简体   繁体   English

如何使用排列数组有效地排列稀疏(Numpy)矩阵中的行?

[英]How to permutate rows in sparse (Numpy) matrix efficiently using permutation array?

I used the Scipy Reverse Cuthill-McKee implementation ( scipy.sparse.csgraph.reverse_cuthill_mckee ) for creating a band matrix using a (high-dimensional) sparse csr_matrix. 我使用Scipy Reverse Cuthill-McKee实现( scipy.sparse.csgraph.reverse_cuthill_mckee )使用(高维)稀疏csr_matrix创建带矩阵。 The result of this method is a permutation array whichs gives me the indices of how to permutate the rows of my matrix as I understood. 这种方法的结果是一个排列数组,据我所知,它为我提供了如何排列矩阵行的索引。

Now is there any efficient solution for doing this permutation on my sparse csr_matrix in any other sparse matrix (csr, lil_matrix, etc)? 现在,是否有任何有效的解决方案可对其他稀疏矩阵(csr,lil_matrix等)中的稀疏csr_matrix进行此排列? I tried a for-loop but my matrix has dimension like 200,000 x 150,000 and it takes too much time. 我尝试了一个for循环,但矩阵的尺寸约为200,000 x 150,000,这需要太多时间。

A = csr_matrix((data,(rowind,columnind)), shape=(200000, 150000), dtype=np.uint8)

permutation_array = csgraph.reverse_cuthill_mckee(A, false)

result_matrix = lil_matrix((200000, 150000), dtype=np.uint8)

i=0
for x in np.nditer(permutation_array):
    result_matrix[x, :]=A[i, :]
    i+=1

The result of the reverse_cuthill_mckee call is an array which is like a tupel containing the indices for my permutation. reverse_cuthill_mckee调用的结果是一个数组,就像一个包含我排列的索引的tupel一样。 So this array is something like: [199999 54877 54873 ..., 12045 9191 0] (size = 200,000) 因此,此数组类似于:[199999 54877 54873 ...,12045 9191 0](大小= 200,000)

This means: row with index 0 has now index 199999, row with index 1 has now index 54877, row with index 2 has now index 54873, etc. see: https://en.wikipedia.org/wiki/Permutation#Definition_and_notations (As I understood the return) 这意味着:索引为0的行现在具有索引199999,索引为1的行现在具有索引54877,索引2的行现在具有索引54873,以此类推。
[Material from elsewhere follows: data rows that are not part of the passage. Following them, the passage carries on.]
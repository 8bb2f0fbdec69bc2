//! A complete private substring search for one party: encode, bind, match and reveal.
//!
//! Both parties call [`private_substring_search`] with their own [`SearchConfig`] over a channel
//! connecting them. Before any secret is bound the parties exchange their public [`Shape`] and
//! abort if they disagree, since their circuits would otherwise diverge.

use tracing::{debug, info};

use crate::{
    binder::{bind_pattern, bind_windows},
    channel::{Channel, MsgChannel, SimpleChannel},
    circuit::CircuitStats,
    config::{SearchConfig, Shape},
    encode::{encode_pattern, encode_windows},
    error::Error,
    matcher::find_match,
    protocol::Role,
    session::{SecretBool, Session},
};

/// The result of a search, as seen by one party.
#[derive(Debug, Clone, Copy, PartialEq, Eq)]
pub struct MatchOutcome {
    /// Whether the pattern occurs in the text. Both parties learn the same value.
    pub matched: bool,
    /// The size of the circuit that was evaluated.
    pub stats: CircuitStats,
}

/// Reveals the match result to both parties, consuming the session.
pub async fn reveal_match<C: Channel>(
    session: Session<C>,
    result: SecretBool,
) -> Result<bool, Error> {
    Ok(session.reveal(result).await?)
}

/// Runs the search for the local party, returning once both parties know the result.
pub async fn private_substring_search<C: Channel>(
    config: &SearchConfig,
    channel: C,
) -> Result<MatchOutcome, Error> {
    let role = config.role();
    let shape = config.shape();
    info!(
        %role,
        pattern_len = shape.pattern_len,
        text_len = shape.text_len,
        bit_width = shape.bit_width,
        "starting private substring search"
    );
    let mut session = Session::new(role, channel);
    exchange_shape(&mut session, &shape).await?;

    let (pattern, windows) = match role {
        Role::PatternHolder => (Some(encode_pattern(config.input())), None),
        Role::TextHolder => (None, Some(encode_windows(config.input(), shape.pattern_len))),
    };
    let pattern = bind_pattern(&mut session, pattern.as_deref(), &shape)?;
    let windows = bind_windows(&mut session, windows.as_deref(), &shape)?;
    let result = find_match(&mut session, &pattern, &windows);
    let stats = session.stats();
    debug!(
        equalities = stats.equalities,
        ands = stats.ands,
        ors = stats.ors,
        and_gates = stats.and_gates,
        "built matching circuit"
    );

    let matched = reveal_match(session, result).await?;
    info!(%role, matched, "private substring search finished");
    Ok(MatchOutcome { matched, stats })
}

/// Runs the search for both parties locally, over in-memory channels.
pub async fn simulate_search(pattern: &str, text: &str) -> Result<MatchOutcome, Error> {
    let pattern_holder = SearchConfig::pattern_holder(pattern, text.len())?;
    let text_holder = SearchConfig::text_holder(text, pattern.len())?;
    let (ch_pattern, ch_text) = SimpleChannel::channels();
    let (outcome, peer_outcome) = futures::try_join!(
        private_substring_search(&pattern_holder, ch_pattern),
        private_substring_search(&text_holder, ch_text),
    )?;
    debug_assert_eq!(outcome, peer_outcome);
    Ok(outcome)
}

async fn exchange_shape<C: Channel>(session: &mut Session<C>, ours: &Shape) -> Result<(), Error> {
    let mut channel = MsgChannel(session.channel_mut());
    channel.send("shape", ours).await?;
    let theirs: Shape = channel.recv("shape").await?;
    if theirs != *ours {
        return Err(Error::PeerShapeMismatch {
            ours: *ours,
            theirs,
        });
    }
    Ok(())
}
//! The oblivious matching circuit.
//!
//! A window matches if all of its characters equal the pattern at the same position; the pattern
//! occurs in the text if any window matches. This is the naive `O(n·m)` substring search, but as a
//! straight-line circuit whose shape only depends on the public lengths:
//!
//! - `(n - m + 1) · m` equality comparisons,
//! - `(n - m + 1) · (m - 1)` conjunctions,
//! - `n - m` disjunctions.
//!
//! The identities `true` (for the conjunction) and `false` (for the disjunction) are public
//! constants and are folded away, so they cost nothing.

use crate::{
    channel::Channel,
    session::{SecretBool, SecretInt, Session},
};

/// Computes whether any window equals the pattern, without learning anything.
///
/// # Panics
///
/// If a window does not have the same length as the pattern.
pub fn find_match<C: Channel>(
    session: &mut Session<C>,
    pattern: &[SecretInt],
    windows: &[Vec<SecretInt>],
) -> SecretBool {
    let mut any_match = SecretBool::constant(false);
    for window in windows {
        assert_eq!(
            window.len(),
            pattern.len(),
            "windows must have the length of the pattern"
        );
        let mut all_match = SecretBool::constant(true);
        for (p, t) in pattern.iter().zip(window) {
            let eq = session.equals(p, t);
            all_match = session.and(all_match, eq);
        }
        any_match = session.or(any_match, all_match);
    }
    any_match
}
//! Boolean circuits and the builder used to record them gate by gate.
//!
//! A [`Circuit`] is a directed acyclic graph of input wires and XOR / AND / NOT gates, stored in
//! topological order: every gate only refers to wires with a smaller index. Input wires are tagged
//! with the party that owns (and supplies) their value.

use serde::{Deserialize, Serialize};
use thiserror::Error;

use crate::protocol::Role;

/// Index of a wire in a circuit.
pub type WireIndex = usize;

/// A single wire of a circuit, either an input or the output of a gate.
#[derive(Debug, Clone, Copy, PartialEq, Eq, Serialize, Deserialize)]
pub enum Wire {
    /// An input wire whose value is supplied by the given party.
    Input(Role),
    /// The negation of a wire.
    Not(WireIndex),
    /// The XOR of two wires.
    Xor(WireIndex, WireIndex),
    /// The AND of two wires.
    And(WireIndex, WireIndex),
}

/// A boolean circuit with (possibly) multiple outputs.
#[derive(Debug, Clone, PartialEq, Eq, Default, Serialize, Deserialize)]
pub struct Circuit {
    /// All wires, in topological order.
    pub wires: Vec<Wire>,
    /// The wires whose values are revealed at the end of the computation.
    pub outputs: Vec<WireIndex>,
}

/// A structural problem of a [`Circuit`].
#[derive(Debug, Clone, PartialEq, Eq, Error)]
pub enum CircuitError {
    /// A gate refers to itself or to a wire that comes after it.
    #[error("gate {0} is not in topological order")]
    InvalidGate(WireIndex),
    /// An output refers to a wire that does not exist.
    #[error("output wire {0} does not exist")]
    InvalidOutput(WireIndex),
}

impl Circuit {
    /// Checks that all gates and outputs refer to valid wires.
    pub fn validate(&self) -> Result<(), CircuitError> {
        for (w, wire) in self.wires.iter().enumerate() {
            let valid = match *wire {
                Wire::Input(_) => true,
                Wire::Not(x) => x < w,
                Wire::Xor(x, y) | Wire::And(x, y) => x < w && y < w,
            };
            if !valid {
                return Err(CircuitError::InvalidGate(w));
            }
        }
        if let Some(&w) = self.outputs.iter().find(|&&w| w >= self.wires.len()) {
            return Err(CircuitError::InvalidOutput(w));
        }
        Ok(())
    }

    /// The number of input wires supplied by the given party.
    pub fn inputs_of(&self, role: Role) -> usize {
        self.wires
            .iter()
            .filter(|w| matches!(w, Wire::Input(r) if *r == role))
            .count()
    }

    /// The number of AND gates, which determines the size of the garbled circuit.
    pub fn and_gates(&self) -> usize {
        self.wires
            .iter()
            .filter(|w| matches!(w, Wire::And(_, _)))
            .count()
    }
}

/// A bit during circuit construction: either a public constant or a wire of the circuit.
///
/// Constants are folded away as soon as they meet a gate, so they never appear in the circuit.
#[derive(Debug, Clone, Copy, PartialEq, Eq)]
pub(crate) enum Bit {
    Const(bool),
    Wire(WireIndex),
}

/// Size metrics of a circuit, both at the level of secret values and of boolean gates.
#[derive(Debug, Clone, Copy, PartialEq, Eq, Default, Serialize, Deserialize)]
pub struct CircuitStats {
    /// Equality comparisons between two secret integers.
    pub equalities: usize,
    /// Conjunctions of two (non-constant) secret booleans.
    pub ands: usize,
    /// Disjunctions of two (non-constant) secret booleans.
    pub ors: usize,
    /// Input wires of both parties.
    pub input_wires: usize,
    /// Boolean AND gates (the only gates that need to be garbled).
    pub and_gates: usize,
    /// Boolean XOR gates.
    pub xor_gates: usize,
    /// Boolean NOT gates.
    pub not_gates: usize,
}

/// Records a circuit gate by gate, folding public constants.
#[derive(Debug, Default)]
pub(crate) struct CircuitBuilder {
    wires: Vec<Wire>,
    stats: CircuitStats,
}

impl CircuitBuilder {
    pub(crate) fn new() -> Self {
        Self::default()
    }

    pub(crate) fn stats(&self) -> CircuitStats {
        self.stats
    }

    pub(crate) fn stats_mut(&mut self) -> &mut CircuitStats {
        &mut self.stats
    }

    fn push(&mut self, wire: Wire) -> Bit {
        self.wires.push(wire);
        Bit::Wire(self.wires.len() - 1)
    }

    pub(crate) fn input(&mut self, owner: Role) -> Bit {
        self.stats.input_wires += 1;
        self.push(Wire::Input(owner))
    }

    pub(crate) fn not(&mut self, x: Bit) -> Bit {
        match x {
            Bit::Const(b) => Bit::Const(!b),
            Bit::Wire(x) => {
                self.stats.not_gates += 1;
                self.push(Wire::Not(x))
            }
        }
    }

    pub(crate) fn xor(&mut self, x: Bit, y: Bit) -> Bit {
        match (x, y) {
            (Bit::Const(a), Bit::Const(b)) => Bit::Const(a ^ b),
            (Bit::Const(false), w) | (w, Bit::Const(false)) => w,
            (Bit::Const(true), w) | (w, Bit::Const(true)) => self.not(w),
            (Bit::Wire(x), Bit::Wire(y)) => {
                self.stats.xor_gates += 1;
                self.push(Wire::Xor(x, y))
            }
        }
    }

    pub(crate) fn and(&mut self, x: Bit, y: Bit) -> Bit {
        match (x, y) {
            (Bit::Const(false), _) | (_, Bit::Const(false)) => Bit::Const(false),
            (Bit::Const(true), w) | (w, Bit::Const(true)) => w,
            (Bit::Wire(x), Bit::Wire(y)) => {
                self.stats.and_gates += 1;
                self.push(Wire::And(x, y))
            }
        }
    }

    /// `x | y` as `!(!x & !y)`, costing a single AND gate.
    pub(crate) fn or(&mut self, x: Bit, y: Bit) -> Bit {
        match (x, y) {
            (Bit::Const(true), _) | (_, Bit::Const(true)) => Bit::Const(true),
            (Bit::Const(false), w) | (w, Bit::Const(false)) => w,
            (Bit::Wire(_), Bit::Wire(_)) => {
                let not_x = self.not(x);
                let not_y = self.not(y);
                let nor = self.and(not_x, not_y);
                self.not(nor)
            }
        }
    }

    /// Finishes the circuit with the given output wires.
    pub(crate) fn build(self, outputs: Vec<WireIndex>) -> Circuit {
        Circuit {
            wires: self.wires,
            outputs,
        }
    }
}

#[cfg(test)]
mod tests {
    use super::*;

    #[test]
    fn constants_are_folded() {
        let mut b = CircuitBuilder::new();
        let x = b.input(Role::PatternHolder);
        assert_eq!(b.and(Bit::Const(true), x), x);
        assert_eq!(b.and(x, Bit::Const(false)), Bit::Const(false));
        assert_eq!(b.or(Bit::Const(false), x), x);
        assert_eq!(b.or(x, Bit::Const(true)), Bit::Const(true));
        assert_eq!(b.xor(Bit::Const(false), x), x);
        assert_eq!(b.xor(Bit::Const(true), Bit::Const(true)), Bit::Const(false));
        assert_eq!(b.stats().and_gates, 0);
        assert_eq!(b.stats().xor_gates, 0);

        let y = b.input(Role::TextHolder);
        b.or(x, y);
        assert_eq!(b.stats().and_gates, 1);
        assert_eq!(b.stats().input_wires, 2);
    }

    #[test]
    fn validate_rejects_forward_references() {
        let circuit = Circuit {
            wires: vec![Wire::Input(Role::PatternHolder), Wire::And(0, 2)],
            outputs: vec![1],
        };
        assert_eq!(circuit.validate(), Err(CircuitError::InvalidGate(1)));

        let circuit = Circuit {
            wires: vec![Wire::Input(Role::PatternHolder)],
            outputs: vec![1],
        };
        assert_eq!(circuit.validate(), Err(CircuitError::InvalidOutput(1)));
    }

    #[test]
    fn counts_inputs_per_party() {
        let circuit = Circuit {
            wires: vec![
                Wire::Input(Role::PatternHolder),
                Wire::Input(Role::TextHolder),
                Wire::Input(Role::TextHolder),
                Wire::And(0, 1),
                Wire::Xor(3, 2),
            ],
            outputs: vec![4],
        };
        assert_eq!(circuit.validate(), Ok(()));
        assert_eq!(circuit.inputs_of(Role::PatternHolder), 1);
        assert_eq!(circuit.inputs_of(Role::TextHolder), 2);
        assert_eq!(circuit.and_gates(), 1);
    }
}
//! Signed-out fallback: mirror the score into browser localStorage so a
//! guest's points survive a reload. Best-effort only; failures are logged
//! and dropped, never surfaced to the session.

#[cfg(target_arch = "wasm32")]
const SCORE_KEY: &str = "sentence-builder-score";

#[cfg(target_arch = "wasm32")]
pub fn load() -> Option<u32> {
    let storage = web_sys::window()?.local_storage().ok()??;
    match storage.get_item(SCORE_KEY) {
        Ok(value) => value.and_then(|v| v.parse().ok()),
        Err(e) => {
            log::warn!("could not read stored score: {e:?}");
            None
        }
    }
}

#[cfg(target_arch = "wasm32")]
pub fn save(score: u32) {
    let Some(storage) = web_sys::window().and_then(|w| w.local_storage().ok().flatten()) else {
        return;
    };
    if let Err(e) = storage.set_item(SCORE_KEY, &score.to_string()) {
        log::warn!("could not persist score: {e:?}");
    }
}

// Off the browser there is no localStorage; a process-wide cell keeps the
// same load/save contract for native tests.
#[cfg(not(target_arch = "wasm32"))]
mod native {
    use std::sync::atomic::AtomicI64;

    pub(super) static STORED: AtomicI64 = AtomicI64::new(-1);
}

#[cfg(not(target_arch = "wasm32"))]
pub fn load() -> Option<u32> {
    let value = native::STORED.load(std::sync::atomic::Ordering::Relaxed);
    u32::try_from(value).ok()
}

#[cfg(not(target_arch = "wasm32"))]
pub fn save(score: u32) {
    native::STORED.store(i64::from(score), std::sync::atomic::Ordering::Relaxed);
}

// The native cell is process-global; tests that read *and* write it take
// this lock so they do not interleave.
#[cfg(all(test, not(target_arch = "wasm32")))]
pub(crate) static STORE_LOCK: std::sync::Mutex<()> = std::sync::Mutex::new(());

#[cfg(all(test, not(target_arch = "wasm32")))]
mod tests {
    use super::*;

    #[test]
    fn save_then_load_round_trips() {
        let _lock = STORE_LOCK.lock().unwrap();
        save(40);
        assert_eq!(load(), Some(40));
        save(0);
        assert_eq!(load(), Some(0));
    }
}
请参见: https ://en.wikipedia.org/wiki/Permutation#Definition_and_notations(据我了解的回报)

Thank you 谢谢

I wonder if you are applying the permutation array correctly. 我想知道您是否正确应用了置换数组。

Make a random matrix (float) and convert it to a uint8 (beware, csr calculations might not work with this dtype): 制作一个随机矩阵(浮点数)并将其转换为uint8 (请注意, csr计算可能不适用于此dtype):

In [963]: ran=sparse.random(10,10,.3, format='csr')
In [964]: A = sparse.csr_matrix((np.ones(ran.data.shape).astype(np.uint8),ran.indices, ran.indptr))
In [965]: A.A
Out[965]: 
array([[1, 1, 0, 0, 0, 0, 1, 0, 0, 0],
       [0, 1, 1, 1, 1, 1, 1, 0, 1, 0],
       [0, 0, 0, 0, 0, 0, 0, 0, 0, 0],
       [1, 1, 0, 0, 0, 0, 0, 1, 0, 1],
       [0, 1, 0, 0, 1, 1, 0, 0, 0, 0],
       [1, 0, 1, 0, 0, 1, 0, 1, 0, 0],
       [0, 0, 0, 0, 0, 0, 0, 0, 0, 0],
       [0, 0, 0, 0, 0, 1, 0, 0, 0, 1],
       [0, 1, 1, 1, 0, 1, 0, 0, 0, 0],
       [0, 0, 0, 0, 1, 1, 1, 0, 0, 0]], dtype=uint8)

(oops, used the wrong matrix here): (糟糕,此处使用了错误的矩阵):

In [994]: permutation_array = csgraph.reverse_cuthill_mckee(A, False)
In [995]: permutation_array
Out[995]: array([9, 7, 0, 4, 6, 3, 5, 1, 8, 2], dtype=int32)

My first inclination is to use such an array to simply index rows of the original matrix: 我的第一个倾向是使用这样的数组来简单地索引原始矩阵的行:

In [996]: A[permutation_array,:].A
Out[996]: 
array([[0, 0, 0, 0, 1, 1, 1, 0, 0, 0],
       [0, 0, 0, 0, 0, 1, 0, 0, 0, 1],
       [1, 1, 0, 0, 0, 0, 1, 0, 0, 0],
       [0, 1, 0, 0, 1, 1, 0, 0, 0, 0],
       [0, 0, 0, 0, 0, 0, 0, 0, 0, 0],
       [1, 1, 0, 0, 0, 0, 0, 1, 0, 1],
       [1, 0, 1, 0, 0, 1, 0, 1, 0, 0],
       [0, 1, 1, 1, 1, 1, 1, 0, 1, 0],
       [0, 1, 1, 1, 0, 1, 0, 0, 0, 0],
       [0, 0, 0, 0, 0, 0, 0, 0, 0, 0]], dtype=uint8)

I see some clustering; 我看到一些聚类; maybe the best we can expect from a random matrix. 也许我们可以从随机矩阵中得到最好的结果。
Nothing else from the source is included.